The Meg is the blockbuster shark monster movie we didn’t realise we needed in our lives. With a cast led by Jason Statham, this is a big-budget version of several megalodon movies that have popped out over the years – including Megalodon (2002) and Jurassic Shark (2012).

Other reviewers have already covered the potential for such a movie to exacerbate public perception issues around endangered shark species.

Warner Bros. Pictures.

We’re going to focus instead on other scientific issues raised by the movie, featuring a giant shark that is thankfully now extinct (it lived from about 16 million to 2.6 million years ago).

Warning: mild spoilers and tongue-in-cheek analysis of a fictional movie ahead.

Read more: Friday essay: The Meg is a horror story but our treatment of sharks is scarier

Bite force and glass

Smashable, crackable glass is just such a great action prop for monster movies.

In The Meg, we see the giant shark try out the glass walls of the submerged research station and the deep sea glider vehicle, cracking the glass but not immediately breaking through it.

The Meg! When the (giant prehistoric) shark bites, the science bites back Marine research isn’t all it cracked up to be. Warner Bros. Pictures.

But is this realistic, given the Meg’s famed bite force of 18 tonnes? (That’s 176,519.7 Newtons.)

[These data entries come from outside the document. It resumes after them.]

/// Pluggable storage back-ends for private key material.
///
/// A storage manager maps `key_path` strings to key material records and
/// maintains a reverse index by identity. Two back-ends implement it:
/// - `local`: a single JSON document on disk (development/single-writer)
/// - `aws_secrets`: AWS Secrets Manager, one secret per record
pub mod aws_secrets;
pub mod local;

use async_trait::async_trait;
use serde::{Deserialize, Serialize};
use zeroize::Zeroize;

use crate::error::Result;
use crate::kms::{Did, KeyId, KeyType};

/// On-disk spelling of the key family. Distinct from [`KeyType`], whose
/// labels (`BJJ`/`ETH`) appear only inside key identifiers.
#[derive(Debug, Clone, Copy, PartialEq, Eq, Serialize, Deserialize)]
pub enum KeyMaterialType {
    #[serde(rename = "babyjubjub")]
    BabyJubJub,
    #[serde(rename = "ethereum")]
    Ethereum,
}

impl From<KeyType> for KeyMaterialType {
    fn from(key_type: KeyType) -> Self {
        match key_type {
            KeyType::Bjj => KeyMaterialType::BabyJubJub,
            KeyType::Eth => KeyMaterialType::Ethereum,
        }
    }
}

impl From<KeyMaterialType> for KeyType {
    fn from(material_type: KeyMaterialType) -> Self {
        match material_type {
            KeyMaterialType::BabyJubJub => KeyType::Bjj,
            KeyMaterialType::Ethereum => KeyType::Eth,
        }
    }
}

impl KeyMaterialType {
    /// The serialized spelling, used for back-end tags.
    pub fn as_str(&self) -> &'static str {
        match self {
            KeyMaterialType::BabyJubJub => "babyjubjub",
            KeyMaterialType::Ethereum => "ethereum",
        }
    }
}

/// The storage-layer entity: one record per key path.
#[derive(Debug, Clone, Serialize, Deserialize)]
pub struct KeyMaterial {
    pub key_type: KeyMaterialType,
    pub key_path: String,
    /// 32 bytes of private scalar, lowercase hex (64 chars).
    pub private_key: String,
}

impl Drop for KeyMaterial {
    fn drop(&mut self) {
        self.private_key.zeroize();
    }
}

/// Back-end-agnostic CRUD over `(key_path → key material)` plus an
/// identity index.
#[async_trait]
pub trait StorageManager: Send + Sync {
    /// Insert a record under `id`. Fails with `AlreadyExists` when `id` is
    /// already present.
    async fn save_key_material(&self, material: &KeyMaterial, id: &str) -> Result<()>;

    /// All key ids bound to `identity` for the given curve. Accepts the
    /// canonical two-part `key_path` form and the legacy three-part form.
    async fn search_by_identity(&self, identity: &Did, key_type: KeyType) -> Result<Vec<KeyId>>;

    /// Private key hex for an exact `key_path`. Fails with `KeyNotFound`.
    async fn search_private_key(&self, key_id: &KeyId) -> Result<String>;

    /// Full record for an exact `key_path`. Fails with `KeyNotFound`.
    async fn get_key_material(&self, key_id: &KeyId) -> Result<KeyMaterial>;

    /// Remove the record under `key_id`'s `key_path`.
    async fn delete(&self, key_id: &KeyId) -> Result<()>;
}

/// Case-insensitive check that a path segment is `<KeyType>:<hex…>`.
fn segment_has_type(segment: &str, key_type: KeyType) -> bool {
    let tag = key_type.to_string();
    segment.len() > tag.len()
        && segment.as_bytes()[tag.len()] == b':'
        && segment[..tag.len()].eq_ignore_ascii_case(&tag)
}

/// True when `key_path` belongs to `identity` for the given curve: either
/// `identity/<KeyType>:<hex>` or the legacy `<prefix>/identity/<KeyType>:<hex>`.
pub(crate) fn key_path_matches_identity(
    key_path: &str,
    identity: &Did,
    key_type: KeyType,
) -> bool {
    let segments: Vec<&str> = key_path.split('/').collect();
    match segments.as_slice() {
        [owner, key] => *owner == identity.as_str() && segment_has_type(key, key_type),
        [_prefix, owner, key] => *owner == identity.as_str() && segment_has_type(key, key_type),
        _ => false,
    }
}

/// Number of `/`-separated segments in a key path.
pub(crate) fn segment_count(key_path: &str) -> usize {
    key_path.split('/').count()
}

#[cfg(test)]
mod tests {
    use super::*;

    const DID: &str = "did:example:abc";

    #[test]
    fn test_key_path_matches_canonical_form() {
        let did = Did::new(DID);
        assert!(key_path_matches_identity(
            &format!("{DID}/BJJ:aabb"),
            &did,
            KeyType::Bjj
        ));
        assert!(!key_path_matches_identity(
            &format!("{DID}/BJJ:aabb"),
            &did,
            KeyType::Eth
        ));
        assert!(!key_path_matches_identity(
            &format!("did:example:other/BJJ:aabb"),
            &did,
            KeyType::Bjj
        ));
    }

    #[test]
    fn test_key_path_matches_legacy_form() {
        let did = Did::new(DID);
        assert!(key_path_matches_identity(
            &format!("keys/{DID}/ETH:02aa"),
            &did,
            KeyType::Eth
        ));
        assert!(!key_path_matches_identity(
            &format!("keys/more/{DID}/ETH:02aa"),
            &did,
            KeyType::Eth
        ));
    }

    #[test]
    fn test_unbound_and_import_paths_never_match() {
        let did = Did::new(DID);
        assert!(!key_path_matches_identity("BJJ:aabb", &did, KeyType::Bjj));
        assert!(!key_path_matches_identity("pbkey", &did, KeyType::Eth));
    }

    #[test]
    fn test_material_type_spellings() {
        assert_eq!(
            serde_json::to_string(&KeyMaterialType::BabyJubJub).unwrap(),
            "\"babyjubjub\""
        );
        assert_eq!(
            serde_json::to_string(&KeyMaterialType::Ethereum).unwrap(),
            "\"ethereum\""
        );
        assert_eq!(KeyType::from(KeyMaterialType::Ethereum), KeyType::Eth);
        assert_eq!(KeyMaterialType::from(KeyType::Bjj), KeyMaterialType::BabyJubJub);
    }
}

First of all, let’s get it out of the way that pressure is not force: pressure depends on the area over which the force is applied. So a bite force is applied through the contact points of the teeth; if the contact area is small, the pressure can be quite high, which is why pointed teeth are better at cutting.

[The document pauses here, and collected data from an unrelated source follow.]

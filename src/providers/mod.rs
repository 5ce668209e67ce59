/// Curve-specific key providers.
///
/// - `bjj` and `eth` keep private key material behind a
///   [`crate::storage::StorageManager`] and park unbound keys in an
///   in-memory temporary map until they are linked.
/// - `aws_kms` delegates custody of secp256k1 keys to AWS KMS; private bytes
///   never leave the cloud.
pub mod aws_kms;
pub mod bjj;
pub mod eth;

To give the movie a fair go, we can assume that the glass is overdesigned to the same extent as James Cameron’s Deepsea Challenger deep-diving submersible. That craft was tested to an “equivalent full-ocean-depth pressure of 16,500 pounds per square inch or 114,000kPa”.

Massively oversimplifyingif (ignoring impact loading, angles of attack, and many other factors), we can work out the minimum contact area required for the glass to hold:

Area = force / pressure

= 176,519.7N / 114,000,000Pa

= 0.0015 m2

That’s a contact area of about 4cm x 4cm spread out over all teeth. From the footage, it seems plausible that there would be this much contact area between the teeth and the glass, meaning the pressure would be insufficient to immediately break through. Score one for human technology, zero for nature.

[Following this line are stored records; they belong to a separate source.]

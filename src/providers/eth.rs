/// Storage-backed secp256k1 key provider.
use std::collections::HashMap;
use std::sync::Arc;

use async_trait::async_trait;
use tokio::sync::Mutex;

use crate::crypto::eth;
use crate::error::{KmsError, Result};
use crate::kms::key_id::{self, KeyIdPattern};
use crate::kms::{Did, KeyId, KeyProvider, KeyType};
use crate::storage::{KeyMaterial, StorageManager};

/// Fixed key path used by the operator import utility.
pub const IMPORTED_ETH_KEY_PATH: &str = "pbkey";

pub struct EthKeyProvider {
    storage: Arc<dyn StorageManager>,
    /// Unbound keypairs awaiting linkage, keyed by their temporary id.
    temp_keys: Mutex<HashMap<String, KeyMaterial>>,
    pattern: &'static KeyIdPattern,
}

impl EthKeyProvider {
    pub fn new(storage: Arc<dyn StorageManager>) -> Self {
        Self {
            storage,
            temp_keys: Mutex::new(HashMap::new()),
            pattern: key_id::pattern(KeyType::Eth),
        }
    }

    fn ensure_key_type(key_id: &KeyId) -> Result<()> {
        if key_id.key_type != KeyType::Eth {
            return Err(KmsError::IncorrectKeyType {
                expected: KeyType::Eth,
                actual: key_id.key_type,
            });
        }
        Ok(())
    }

    /// Private key hex for an id, consulting the temporary map before
    /// storage so unbound keys can sign.
    async fn private_key_hex(&self, key_id: &KeyId) -> Result<String> {
        let cached = self
            .temp_keys
            .lock()
            .await
            .get(&key_id.id)
            .map(|m| m.private_key.clone());
        match cached {
            Some(private_key_hex) => Ok(private_key_hex),
            None => self.storage.search_private_key(key_id).await,
        }
    }
}

fn decode_private_key(private_key_hex: &str) -> Result<Vec<u8>> {
    let trimmed = private_key_hex.trim_start_matches("0x");
    let bytes =
        hex::decode(trimmed).map_err(|e| KmsError::backend("decode private key", e))?;
    if bytes.len() != 32 {
        return Err(KmsError::backend(
            "decode private key",
            "private key is not 32 bytes",
        ));
    }
    Ok(bytes)
}

#[async_trait]
impl KeyProvider for EthKeyProvider {
    async fn new_key(&self, identity: Option<&Did>) -> Result<KeyId> {
        let private_key = eth::generate_private_key();
        let public_hex = hex::encode(eth::public_key_compressed(private_key.as_bytes())?);

        let id = key_id::key_id_for(identity, KeyType::Eth, &public_hex);
        let material = KeyMaterial {
            key_type: KeyType::Eth.into(),
            key_path: id.clone(),
            private_key: private_key.to_hex(),
        };

        match identity {
            Some(_) => {
                self.storage.save_key_material(&material, &id).await?;
                let unbound_id = key_id::key_id_for(None, KeyType::Eth, &public_hex);
                self.temp_keys.lock().await.remove(&unbound_id);
            }
            None => {
                self.temp_keys.lock().await.insert(id.clone(), material);
            }
        }
        Ok(KeyId::new(KeyType::Eth, id))
    }

    async fn public_key(&self, key_id: &KeyId) -> Result<Vec<u8>> {
        Self::ensure_key_type(key_id)?;

        if let Some(public_hex) = self.pattern.public_key_hex(&key_id.id) {
            return hex::decode(public_hex).map_err(|e| KmsError::backend("decode key id", e));
        }

        // Ids without inline public material (e.g. imported keys) fall back
        // to deriving the point from the stored scalar.
        match self.private_key_hex(key_id).await {
            Ok(private_key_hex) => {
                let private_key = decode_private_key(&private_key_hex)?;
                Ok(eth::public_key_compressed(&private_key)?.to_vec())
            }
            Err(_) => Err(KmsError::InvalidKeyId(key_id.id.clone())),
        }
    }

    async fn sign(&self, key_id: &KeyId, digest: &[u8]) -> Result<Vec<u8>> {
        Self::ensure_key_type(key_id)?;
        let private_key = decode_private_key(&self.private_key_hex(key_id).await?)?;
        Ok(eth::sign_recoverable(&private_key, digest)?.to_vec())
    }

    async fn link_to_identity(&self, key_id: KeyId, identity: &Did) -> Result<KeyId> {
        Self::ensure_key_type(&key_id)?;

        let mut temp_keys = self.temp_keys.lock().await;
        let material = temp_keys
            .get(&key_id.id)
            .ok_or_else(|| KmsError::KeyNotFound(key_id.id.clone()))?;

        let bound_id = key_id::key_id_for(Some(identity), KeyType::Eth, &key_id.id);
        let bound_material = KeyMaterial {
            key_type: material.key_type,
            key_path: bound_id.clone(),
            private_key: material.private_key.clone(),
        };
        self.storage
            .save_key_material(&bound_material, &bound_id)
            .await?;
        temp_keys.remove(&key_id.id);

        Ok(KeyId::new(KeyType::Eth, bound_id))
    }

    async fn list_by_identity(&self, identity: &Did) -> Result<Vec<KeyId>> {
        self.storage.search_by_identity(identity, KeyType::Eth).await
    }
}

/// Import a raw 32-byte hex private key into a storage back-end under the
/// fixed [`IMPORTED_ETH_KEY_PATH`]. Duplicate imports fail with
/// `AlreadyExists`.
pub async fn import_eth_private_key(
    storage: &dyn StorageManager,
    private_key_hex: &str,
) -> Result<KeyId> {
    let private_key = decode_private_key(private_key_hex)?;
    // Reject scalars the curve rejects before anything touches disk.
    eth::public_key_compressed(&private_key)?;

    let material = KeyMaterial {
        key_type: KeyType::Eth.into(),
        key_path: IMPORTED_ETH_KEY_PATH.to_string(),
        private_key: hex::encode(&private_key),
    };
    storage
        .save_key_material(&material, IMPORTED_ETH_KEY_PATH)
        .await?;
    Ok(KeyId::new(KeyType::Eth, IMPORTED_ETH_KEY_PATH))
}

#[cfg(test)]
mod tests {
    use super::*;
    use crate::crypto::eth as eth_crypto;
    use crate::storage::local::LocalStorageFileManager;

    const DID: &str = "did:example:abc";

    fn provider() -> (tempfile::TempDir, EthKeyProvider, Arc<LocalStorageFileManager>) {
        let dir = tempfile::tempdir().unwrap();
        let storage = Arc::new(LocalStorageFileManager::new(dir.path()));
        let provider = EthKeyProvider::new(storage.clone() as Arc<dyn StorageManager>);
        (dir, provider, storage)
    }

    #[tokio::test]
    async fn test_unbound_key_can_sign_before_linking() {
        let (_dir, provider, _storage) = provider();
        let digest = [0x55u8; 32];

        let unbound = provider.new_key(None).await.unwrap();
        let signature = provider.sign(&unbound, &digest).await.unwrap();
        assert_eq!(signature.len(), eth_crypto::SIGNATURE_LEN);
        assert!(signature[64] == 27 || signature[64] == 28);

        let public_key = provider.public_key(&unbound).await.unwrap();
        assert!(eth_crypto::verify_prehash(&public_key, &digest, &signature[..64]).unwrap());
    }

    #[tokio::test]
    async fn test_bound_create_persists_and_signs() {
        let (_dir, provider, storage) = provider();
        let did = Did::new(DID);
        let digest = [0x66u8; 32];

        let key_id = provider.new_key(Some(&did)).await.unwrap();
        assert!(storage.get_key_material(&key_id).await.is_ok());

        let signature = provider.sign(&key_id, &digest).await.unwrap();
        let signature: [u8; 65] = signature.try_into().unwrap();
        let public_key = provider.public_key(&key_id).await.unwrap();
        assert_eq!(
            eth_crypto::recover_compressed(&digest, &signature).unwrap().to_vec(),
            public_key
        );
    }

    #[tokio::test]
    async fn test_link_moves_key_from_temp_map_to_storage() {
        let (_dir, provider, storage) = provider();
        let did = Did::new(DID);

        let unbound = provider.new_key(None).await.unwrap();
        assert!(!storage.file_path().exists());

        let bound = provider.link_to_identity(unbound.clone(), &did).await.unwrap();
        assert_eq!(bound.id, format!("{DID}/{}", unbound.id));
        assert!(storage.get_key_material(&bound).await.is_ok());
        assert_eq!(provider.list_by_identity(&did).await.unwrap(), vec![bound]);
    }

    #[tokio::test]
    async fn test_public_key_embedded_in_id_is_66_hex_chars() {
        let (_dir, provider, _storage) = provider();

        let unbound = provider.new_key(None).await.unwrap();
        let hex_part = unbound.id.strip_prefix("ETH:").unwrap();
        assert_eq!(hex_part.len(), 66);

        let public_key = provider.public_key(&unbound).await.unwrap();
        assert_eq!(hex::encode(public_key), hex_part);
    }

    #[tokio::test]
    async fn test_imported_key_signs_via_storage_fallback() {
        let (_dir, provider, storage) = provider();
        let digest = [0x42u8; 32];

        let sk = eth_crypto::generate_private_key();
        let key_id = import_eth_private_key(storage.as_ref(), &sk.to_hex())
            .await
            .unwrap();
        assert_eq!(key_id.id, IMPORTED_ETH_KEY_PATH);

        // "pbkey" carries no inline public material; both operations go
        // through the stored scalar.
        let public_key = provider.public_key(&key_id).await.unwrap();
        assert_eq!(
            public_key,
            eth_crypto::public_key_compressed(sk.as_bytes()).unwrap().to_vec()
        );
        let signature = provider.sign(&key_id, &digest).await.unwrap();
        assert!(eth_crypto::verify_prehash(&public_key, &digest, &signature[..64]).unwrap());
    }

    #[tokio::test]
    async fn test_duplicate_import_fails_with_file_unchanged() {
        let (_dir, _provider, storage) = provider();
        let sk = eth_crypto::generate_private_key();

        import_eth_private_key(storage.as_ref(), &sk.to_hex())
            .await
            .unwrap();
        let snapshot = tokio::fs::read(storage.file_path()).await.unwrap();

        let err = import_eth_private_key(storage.as_ref(), &sk.to_hex())
            .await
            .unwrap_err();
        assert!(matches!(err, KmsError::AlreadyExists(_)));
        assert_eq!(tokio::fs::read(storage.file_path()).await.unwrap(), snapshot);
    }

    #[tokio::test]
    async fn test_import_rejects_malformed_hex() {
        let (_dir, _provider, storage) = provider();
        assert!(import_eth_private_key(storage.as_ref(), "zzzz").await.is_err());
        assert!(import_eth_private_key(storage.as_ref(), "abcd").await.is_err());
    }

    #[tokio::test]
    async fn test_import_accepts_0x_prefix() {
        let (_dir, _provider, storage) = provider();
        let sk = eth_crypto::generate_private_key();
        let key_id = import_eth_private_key(storage.as_ref(), &format!("0x{}", sk.to_hex()))
            .await
            .unwrap();
        assert_eq!(key_id.id, IMPORTED_ETH_KEY_PATH);
    }
}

Verdict: Toothily tenable.

Sucky shark size sensing

We are expected to suspend belief many times throughout the movie, but one scene particularly stretches credulity. The team successfully poisons what they think is the Meg, and haul it onboard using the ship’s crane.

The Meg! When the (giant prehistoric) shark bites, the science bites back Asking a lot of a little crane. Warner Bros. Pictures

The problem: the shark they have caught is clearly (at least to us viewers) much smaller than the one they’ve been fighting with for the rest of the movie. The big bad shark is still out there, and the characters are oblivious.

So is this plot-critical mistake plausible?

In the character’s defence, most of their encounters with the shark have been underwater in panicked situations with few reference objects, making absolute size estimation difficult. Real-world studies of large whale sharks have shown that measuring their dimensions is extremely difficult, and have even involved using lasers.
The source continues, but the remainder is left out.